Audacity, yes we do need more of that. pg says that tenacity if the single most important trait of an entrepreneur. Maybe audacity is a multiplier that brings us the big innovations.
It looks like they have modeled the subprocesses of the cell and run a simulation of an assembly of those, instead of actually running (for example) a physics simulation of the entire organism at the atomic level. FYI
There are 7 * 10^9 carbon atoms in E Coli [1], so we're probably a decade or two away from being able to do any kind of simulation at the atomic level.
Though it's probably getting close to the point where getting the right algorithms is the bottleneck; if you could somehow bring the techniques and optimizations we'll inevitably learn over the next 100 years back to today, a half decent simulation would probably already be possible on a cluster of commodity hardware.

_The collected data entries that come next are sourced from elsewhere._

//! Credential cache model
//!
//! Each entry line is `"<username>" "<secretHash>"`, separated by one space. Parsing is total:
//! lines that do not match the grammar are kept as [`CacheLine::Unparsed`] so that a rewrite
//! touching one entry never loses the others.

use std::cmp::Ordering;

use serde::Serialize;

use crate::{credentials::repair, identity::RoleName, secrets::SecretHash};

/// One `(username, secretHash)` pair.
#[derive(Debug, Clone, PartialEq, Eq, Hash)]
pub struct CacheEntry {
    /// Login role.
    pub username: RoleName,

    /// Current secret hash.
    pub secret_hash: SecretHash,
}

impl CacheEntry {
    /// Parse a line in the strict grammar.
    #[must_use]
    pub fn parse_strict(line: &str) -> Option<Self> {
        let rest = line.strip_prefix('"')?;
        let (username, rest) = rest.split_once("\" \"")?;
        let secret_hash = rest.strip_suffix('"')?;

        if secret_hash.contains('"') {
            return None;
        }

        Some(Self {
            username: RoleName::parse(username).ok()?,
            secret_hash: SecretHash::parse(secret_hash).ok()?,
        })
    }

    /// Render in the strict grammar.
    #[must_use]
    pub fn render(&self) -> String {
        format!("\"{}\" \"{}\"", self.username, self.secret_hash.as_str())
    }
}

/// One line of the cache file.
#[derive(Debug, Clone, PartialEq, Eq)]
pub enum CacheLine {
    /// Well-formed entry.
    Entry(CacheEntry),

    /// Comment or blank line, kept verbatim.
    Other(String),

    /// Line that does not match the grammar, kept verbatim until repaired.
    Unparsed(String),
}

impl CacheLine {
    /// Classify a single line.
    #[must_use]
    pub fn parse(line: &str) -> Self {
        let trimmed = line.trim();

        if trimmed.is_empty() || trimmed.starts_with(';') || trimmed.starts_with('#') {
            return Self::Other(line.to_string());
        }

        CacheEntry::parse_strict(line).map_or_else(|| Self::Unparsed(line.to_string()), Self::Entry)
    }

    /// Whether this line is a malformed entry for `username`.
    fn is_stale_entry_for(&self, username: &RoleName) -> bool {
        match self {
            Self::Unparsed(raw) => {
                repair::claimed_username(raw).as_deref() == Some(username.as_str())
            }
            Self::Entry(_) | Self::Other(_) => false,
        }
    }

    fn render(&self) -> String {
        match self {
            Self::Entry(entry) => entry.render(),
            Self::Other(raw) | Self::Unparsed(raw) => raw.clone(),
        }
    }
}

/// Effect of an incremental change on one entry.
#[derive(Debug, Clone, Copy, PartialEq, Eq, Serialize)]
#[serde(rename_all = "kebab-case")]
pub enum EntryChange {
    /// Entry was added.
    Added,

    /// Entry's hash was replaced.
    Updated,

    /// Entry was removed.
    Removed,

    /// Nothing changed.
    Unchanged,
}

/// Parsed credential cache.
#[derive(Debug, Clone, Default, PartialEq, Eq)]
pub struct CacheDocument {
    lines: Vec<CacheLine>,
}

impl CacheDocument {
    /// Parse file contents. Never fails.
    #[must_use]
    pub fn parse(contents: &str) -> Self {
        Self {
            lines: contents.lines().map(CacheLine::parse).collect(),
        }
    }

    /// Canonical document holding exactly `entries`, ordered by username.
    #[must_use]
    pub fn from_entries(entries: impl IntoIterator<Item = CacheEntry>) -> Self {
        let mut entries: Vec<CacheEntry> = entries.into_iter().collect();

        entries.sort_by(|a, b| a.username.cmp(&b.username));
        entries.dedup_by(|a, b| a.username == b.username);

        Self {
            lines: entries.into_iter().map(CacheLine::Entry).collect(),
        }
    }

    pub(crate) fn from_lines(lines: Vec<CacheLine>) -> Self {
        Self { lines }
    }

    /// All lines.
    #[must_use]
    pub fn lines(&self) -> &[CacheLine] {
        &self.lines
    }

    /// Well-formed entries in file order.
    pub fn entries(&self) -> impl Iterator<Item = &CacheEntry> {
        self.lines.iter().filter_map(|line| match line {
            CacheLine::Entry(entry) => Some(entry),
            CacheLine::Other(_) | CacheLine::Unparsed(_) => None,
        })
    }

    /// First entry for `username`.
    #[must_use]
    pub fn entry(&self, username: &RoleName) -> Option<&CacheEntry> {
        self.entries().find(|entry| entry.username == *username)
    }

    /// Number of lines that do not match the grammar.
    #[must_use]
    pub fn unparsed_count(&self) -> usize {
        self.lines
            .iter()
            .filter(|line| matches!(line, CacheLine::Unparsed(_)))
            .count()
    }

    /// Set the entry for `entry.username`, leaving every other user's lines untouched.
    ///
    /// Malformed lines for the same user are dropped. New entries go before the first entry
    /// with a greater username, so a document built by [`Self::from_entries`] stays canonical.
    pub fn upsert(&mut self, entry: CacheEntry) -> EntryChange {
        let stale = self.drop_stale_entries(&entry.username);
        let indices: Vec<usize> = self
            .lines
            .iter()
            .enumerate()
            .filter_map(|(index, line)| match line {
                CacheLine::Entry(existing) if existing.username == entry.username => Some(index),
                CacheLine::Entry(_) | CacheLine::Other(_) | CacheLine::Unparsed(_) => None,
            })
            .collect();

        let Some((&first, duplicates)) = indices.split_first() else {
            let position = self
                .lines
                .iter()
                .position(|line| match line {
                    CacheLine::Entry(existing) => {
                        existing.username.cmp(&entry.username) == Ordering::Greater
                    }
                    CacheLine::Other(_) | CacheLine::Unparsed(_) => false,
                })
                .unwrap_or(self.lines.len());

            self.lines.insert(position, CacheLine::Entry(entry));

            return if stale {
                EntryChange::Updated
            } else {
                EntryChange::Added
            };
        };

        let mut change = if stale {
            EntryChange::Updated
        } else {
            EntryChange::Unchanged
        };

        if let Some(CacheLine::Entry(existing)) = self.lines.get_mut(first)
            && existing.secret_hash != entry.secret_hash
        {
            existing.secret_hash = entry.secret_hash;
            change = EntryChange::Updated;
        }

        for &index in duplicates.iter().rev() {
            self.lines.remove(index);
            change = EntryChange::Updated;
        }

        change
    }

    /// Remove every entry for `username`, malformed ones included.
    pub fn remove(&mut self, username: &RoleName) -> EntryChange {
        let before = self.lines.len();

        self.lines.retain(|line| match line {
            CacheLine::Entry(entry) => entry.username != *username,
            CacheLine::Other(_) => true,
            CacheLine::Unparsed(_) => !line.is_stale_entry_for(username),
        });

        if self.lines.len() == before {
            EntryChange::Unchanged
        } else {
            EntryChange::Removed
        }
    }

    fn drop_stale_entries(&mut self, username: &RoleName) -> bool {
        let before = self.lines.len();

        self.lines.retain(|line| !line.is_stale_entry_for(username));

        self.lines.len() != before
    }

    /// Serialize, one line per entry, newline-terminated.
    #[must_use]
    pub fn render(&self) -> String {
        let mut out = String::new();

        for line in &self.lines {
            out.push_str(&line.render());
            out.push('\n');
        }

        out
    }
}

#[cfg(test)]
pub(crate) mod tests {
    use testresult::TestResult;

    use super::*;
    use crate::secrets::tests::{MD5_HASH, scram_hash};

    pub(crate) fn entry(username: &str, hash: &str) -> TestResult<CacheEntry> {
        Ok(CacheEntry {
            username: RoleName::parse(username)?,
            secret_hash: SecretHash::parse(hash)?,
        })
    }

    #[test]
    fn strict_grammar_requires_single_space_and_quotes() {
        assert!(CacheEntry::parse_strict(&format!("\"alice\" \"{MD5_HASH}\"")).is_some());
        assert!(CacheEntry::parse_strict(&format!("\"alice\"  \"{MD5_HASH}\"")).is_none());
        assert!(CacheEntry::parse_strict(&format!("alice \"{MD5_HASH}\"")).is_none());
        assert!(CacheEntry::parse_strict(&format!(" \"alice\" \"{MD5_HASH}\"")).is_none());
        assert!(CacheEntry::parse_strict("\"alice\" \"md5abc\"").is_none());
    }

    #[test]
    fn parsing_keeps_comments_and_garbage() {
        let document = CacheDocument::parse(&format!(
            ";; pooler users\n\"alice\" \"{MD5_HASH}\"\ngarbage line\n\n"
        ));

        assert_eq!(document.lines().len(), 4);
        assert_eq!(document.entries().count(), 1);
        assert_eq!(document.unparsed_count(), 1);
        assert_eq!(
            document.render(),
            format!(";; pooler users\n\"alice\" \"{MD5_HASH}\"\ngarbage line\n\n")
        );
    }

    #[test]
    fn upsert_inserts_in_order_and_updates_in_place() -> TestResult {
        let mut document =
            CacheDocument::from_entries([entry("carol", MD5_HASH)?, entry("alice", MD5_HASH)?]);

        assert_eq!(document.upsert(entry("bob", MD5_HASH)?), EntryChange::Added);
        assert_eq!(document.upsert(entry("bob", &scram_hash())?), EntryChange::Updated);
        assert_eq!(document.upsert(entry("bob", &scram_hash())?), EntryChange::Unchanged);

        let expected = CacheDocument::from_entries([
            entry("alice", MD5_HASH)?,
            entry("bob", &scram_hash())?,
            entry("carol", MD5_HASH)?,
        ]);

        assert_eq!(document, expected);

        Ok(())
    }

    #[test]
    fn remove_reports_whether_anything_changed() -> TestResult {
        let mut document = CacheDocument::from_entries([entry("alice", MD5_HASH)?]);
        let alice = RoleName::parse("alice")?;

        assert_eq!(document.remove(&alice), EntryChange::Removed);
        assert_eq!(document.remove(&alice), EntryChange::Unchanged);
        assert_eq!(document.render(), "");

        Ok(())
    }

    #[test]
    fn upsert_replaces_malformed_lines_for_the_same_user() -> TestResult {
        let mut document = CacheDocument::parse(&format!(
            "\"alice\"  \"{MD5_HASH}\"\n\"bob\" \"{MD5_HASH}\"\ngarbage line\n"
        ));

        assert_eq!(document.upsert(entry("alice", &scram_hash())?), EntryChange::Updated);
        assert_eq!(
            document.render(),
            format!(
                "\"alice\" \"{}\"\n\"bob\" \"{MD5_HASH}\"\ngarbage line\n",
                scram_hash()
            )
        );

        Ok(())
    }

    #[test]
    fn remove_drops_malformed_lines_for_the_user() -> TestResult {
        let mut document = CacheDocument::parse(&format!(
            "alice {MD5_HASH}\n\"bob\" \"{MD5_HASH}\"\n\"carol\" \"md5abc\"\n"
        ));

        assert_eq!(document.remove(&RoleName::parse("alice")?), EntryChange::Removed);
        assert_eq!(document.remove(&RoleName::parse("carol")?), EntryChange::Removed);
        assert_eq!(document.render(), format!("\"bob\" \"{MD5_HASH}\"\n"));

        Ok(())
    }

    #[test]
    fn debug_does_not_leak_hash() -> TestResult {
        let entry = entry("alice", MD5_HASH)?;

        assert!(!format!("{entry:?}").contains("c0ffee"));

        Ok(())
    }
}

Unless the techniques revolve around a new method of computation, of course - maybe memristor logic helps with that kind of thing.
Atomic-level would be overkill for a lot of cellular processes. It's certainly crucial for protein interactions (for example), but affinity/dissociation constants are well-characterized so modelling individual binding site interaction isn't going to make a difference at the (relatively) macro level.
“The major modeling insight we had a few years ago was to break up the functionality of the cell into subgroups which we could model individually, each with its own mathematics, and then to integrate these sub-models together into a whole,” Dr. Covert said. “It turned out to be a very exciting idea.”
I gotta say, if I was going to be working on that code, that statement would make me rather uncomfortable.
This is a great example of a field which will be massively impacted by Moore's law. In 10 years time you will have the equivalent processing power in just one computer, meaning hobbiests are going to be able to run these kinds of experiments. Then things are going to get really exciting!!
Yep, Permutation City - the human brain was scanned at super high resolution (was able to snapshot the current state of all cells). Then it was able to be run in a simulated world with simulated sensory inputs. And of course multiple copies could be run.
I am really just scratching the surface of what was covered, but it was a great book and I would recommend it for anyone interested in simulated life.
"For their computer simulation, the researchers had the advantage of extensive scientific literature on the bacterium. They were able to use data taken from more than 900 scientific papers to validate the accuracy of their software model."
This is not (necessarily) a model of M. genitalium - it's a model of our understanding of M. genitalium, and as such incorporates in everything that current technology in biological sciences allows us to look at. It takes a huge amount of data from many sources and tries to bring it together on a scale not previously done. However, that data may have significant flaws, biases and ultimately considers only what we're good at looking at (technologically/scientifically speaking). It's awesome, and 100% the right direction for the field, but equally it is not a, "synthetic life form being simulated" as much as, "a very very complicated model which uses huge amounts of multidimensional data to try and replicate the behavior seen in that data".